» **The problem**:
Write out the stretch of lines below that begins at the line with "use clap::Subcommand;" and ends at the line with "JSON input schema", including both, exactly as given and nothing more.
-------
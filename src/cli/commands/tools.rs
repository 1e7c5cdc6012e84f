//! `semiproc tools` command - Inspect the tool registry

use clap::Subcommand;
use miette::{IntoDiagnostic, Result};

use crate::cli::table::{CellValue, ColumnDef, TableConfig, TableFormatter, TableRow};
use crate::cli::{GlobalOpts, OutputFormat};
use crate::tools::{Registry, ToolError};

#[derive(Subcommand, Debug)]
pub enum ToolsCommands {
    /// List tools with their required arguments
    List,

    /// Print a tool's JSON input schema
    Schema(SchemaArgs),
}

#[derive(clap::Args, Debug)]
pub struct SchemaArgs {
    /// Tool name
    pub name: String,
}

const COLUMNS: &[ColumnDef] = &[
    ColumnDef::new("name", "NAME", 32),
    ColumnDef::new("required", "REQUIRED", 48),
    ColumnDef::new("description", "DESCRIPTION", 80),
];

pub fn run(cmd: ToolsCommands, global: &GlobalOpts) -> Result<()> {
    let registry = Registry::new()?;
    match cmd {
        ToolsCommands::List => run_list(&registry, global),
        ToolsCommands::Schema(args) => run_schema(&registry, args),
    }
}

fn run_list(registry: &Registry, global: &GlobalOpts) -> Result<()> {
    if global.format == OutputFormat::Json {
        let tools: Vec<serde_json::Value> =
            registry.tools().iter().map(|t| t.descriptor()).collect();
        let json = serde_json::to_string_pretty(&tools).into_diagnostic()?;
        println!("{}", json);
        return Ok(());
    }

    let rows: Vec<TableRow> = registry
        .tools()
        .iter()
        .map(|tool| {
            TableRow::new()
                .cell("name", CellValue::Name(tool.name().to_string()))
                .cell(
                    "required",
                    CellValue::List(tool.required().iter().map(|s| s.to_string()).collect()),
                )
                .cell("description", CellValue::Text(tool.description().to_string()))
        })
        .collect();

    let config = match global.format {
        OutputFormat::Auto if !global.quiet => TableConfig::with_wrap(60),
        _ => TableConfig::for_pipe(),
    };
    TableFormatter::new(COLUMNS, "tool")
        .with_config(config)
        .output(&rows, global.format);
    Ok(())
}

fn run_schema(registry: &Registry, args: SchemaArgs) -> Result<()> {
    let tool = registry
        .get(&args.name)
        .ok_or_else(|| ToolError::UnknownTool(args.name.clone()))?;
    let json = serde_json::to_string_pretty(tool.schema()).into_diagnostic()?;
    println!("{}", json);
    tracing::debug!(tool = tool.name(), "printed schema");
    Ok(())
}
-------
» **Exercise answer**:
use clap::Subcommand;
use miette::{IntoDiagnostic, Result};

use crate::cli::table::{CellValue, ColumnDef, TableConfig, TableFormatter, TableRow};
use crate::cli::{GlobalOpts, OutputFormat};
use crate::tools::{Registry, ToolError};

#[derive(Subcommand, Debug)]
pub enum ToolsCommands {
    /// List tools with their required arguments
    List,

    /// Print a tool's JSON input schema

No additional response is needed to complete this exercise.